(Dataset entries)
/---

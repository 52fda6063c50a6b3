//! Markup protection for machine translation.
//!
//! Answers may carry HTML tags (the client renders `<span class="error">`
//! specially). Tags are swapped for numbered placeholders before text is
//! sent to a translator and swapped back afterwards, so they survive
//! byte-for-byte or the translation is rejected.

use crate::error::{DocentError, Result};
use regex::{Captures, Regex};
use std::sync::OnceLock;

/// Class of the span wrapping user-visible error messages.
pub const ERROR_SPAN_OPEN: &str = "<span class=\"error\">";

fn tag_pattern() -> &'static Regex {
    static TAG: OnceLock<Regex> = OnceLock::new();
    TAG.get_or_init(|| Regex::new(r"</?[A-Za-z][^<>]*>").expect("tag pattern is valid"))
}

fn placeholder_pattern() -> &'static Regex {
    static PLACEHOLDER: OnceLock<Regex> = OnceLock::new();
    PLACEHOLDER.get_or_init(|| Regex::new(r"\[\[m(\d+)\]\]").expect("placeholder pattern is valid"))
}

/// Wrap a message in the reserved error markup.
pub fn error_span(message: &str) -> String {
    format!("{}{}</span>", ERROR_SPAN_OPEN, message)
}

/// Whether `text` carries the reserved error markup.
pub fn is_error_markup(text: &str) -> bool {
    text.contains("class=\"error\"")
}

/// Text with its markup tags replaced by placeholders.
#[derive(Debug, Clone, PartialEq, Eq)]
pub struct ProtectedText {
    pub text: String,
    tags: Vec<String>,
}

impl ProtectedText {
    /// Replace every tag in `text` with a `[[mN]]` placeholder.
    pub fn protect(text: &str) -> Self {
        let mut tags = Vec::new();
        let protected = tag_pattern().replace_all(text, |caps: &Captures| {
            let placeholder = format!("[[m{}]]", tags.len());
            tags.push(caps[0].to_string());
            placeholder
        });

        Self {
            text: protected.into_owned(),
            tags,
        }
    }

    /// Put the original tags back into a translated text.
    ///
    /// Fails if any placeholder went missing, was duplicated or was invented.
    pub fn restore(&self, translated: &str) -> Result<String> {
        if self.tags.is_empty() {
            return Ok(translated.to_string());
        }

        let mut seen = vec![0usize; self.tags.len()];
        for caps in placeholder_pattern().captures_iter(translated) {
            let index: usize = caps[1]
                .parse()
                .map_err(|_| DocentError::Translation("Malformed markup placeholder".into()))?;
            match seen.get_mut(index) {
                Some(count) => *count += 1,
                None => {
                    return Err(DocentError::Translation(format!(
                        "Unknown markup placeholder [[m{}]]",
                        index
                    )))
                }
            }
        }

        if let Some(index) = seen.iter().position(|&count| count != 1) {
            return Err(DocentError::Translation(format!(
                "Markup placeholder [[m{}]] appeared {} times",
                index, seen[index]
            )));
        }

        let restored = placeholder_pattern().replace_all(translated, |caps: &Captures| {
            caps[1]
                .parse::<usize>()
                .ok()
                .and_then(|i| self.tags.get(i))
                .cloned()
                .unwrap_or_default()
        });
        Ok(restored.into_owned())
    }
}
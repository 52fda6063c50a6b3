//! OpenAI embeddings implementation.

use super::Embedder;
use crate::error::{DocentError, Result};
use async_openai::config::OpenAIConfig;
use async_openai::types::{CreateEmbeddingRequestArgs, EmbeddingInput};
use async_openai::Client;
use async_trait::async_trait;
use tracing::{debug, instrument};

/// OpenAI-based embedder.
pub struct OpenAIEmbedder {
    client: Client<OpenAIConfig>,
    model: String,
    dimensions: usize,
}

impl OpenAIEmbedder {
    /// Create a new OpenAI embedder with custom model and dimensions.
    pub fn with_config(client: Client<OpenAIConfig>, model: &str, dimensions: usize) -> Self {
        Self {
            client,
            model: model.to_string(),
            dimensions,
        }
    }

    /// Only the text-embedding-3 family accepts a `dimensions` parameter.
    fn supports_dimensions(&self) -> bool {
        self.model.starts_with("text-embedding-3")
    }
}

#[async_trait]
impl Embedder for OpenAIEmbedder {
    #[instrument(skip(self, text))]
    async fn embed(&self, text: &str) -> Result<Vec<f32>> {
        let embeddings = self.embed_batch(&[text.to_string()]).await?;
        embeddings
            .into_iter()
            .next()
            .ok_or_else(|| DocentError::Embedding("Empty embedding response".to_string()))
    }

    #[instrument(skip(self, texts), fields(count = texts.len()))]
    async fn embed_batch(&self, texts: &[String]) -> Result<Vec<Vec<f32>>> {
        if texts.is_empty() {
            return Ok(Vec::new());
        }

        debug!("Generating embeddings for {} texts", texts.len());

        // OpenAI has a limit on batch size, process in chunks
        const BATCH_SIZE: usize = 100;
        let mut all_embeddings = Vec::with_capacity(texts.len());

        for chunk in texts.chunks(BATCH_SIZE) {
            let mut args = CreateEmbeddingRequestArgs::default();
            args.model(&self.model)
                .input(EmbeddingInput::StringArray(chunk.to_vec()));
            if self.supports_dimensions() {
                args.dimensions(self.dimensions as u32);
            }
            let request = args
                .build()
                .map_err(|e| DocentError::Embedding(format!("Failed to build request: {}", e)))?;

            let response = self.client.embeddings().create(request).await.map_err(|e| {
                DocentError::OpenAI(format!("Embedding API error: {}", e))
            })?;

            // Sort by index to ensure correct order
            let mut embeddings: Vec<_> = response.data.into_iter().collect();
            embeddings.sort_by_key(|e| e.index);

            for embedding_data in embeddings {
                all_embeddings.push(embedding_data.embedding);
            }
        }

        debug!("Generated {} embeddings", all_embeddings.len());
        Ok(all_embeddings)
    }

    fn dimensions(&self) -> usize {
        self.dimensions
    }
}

\---

* [WORK TO BE COMPLETED]
What is needed is a single number: how many lines of the data contain the word "texts".

* [ANSWER]
6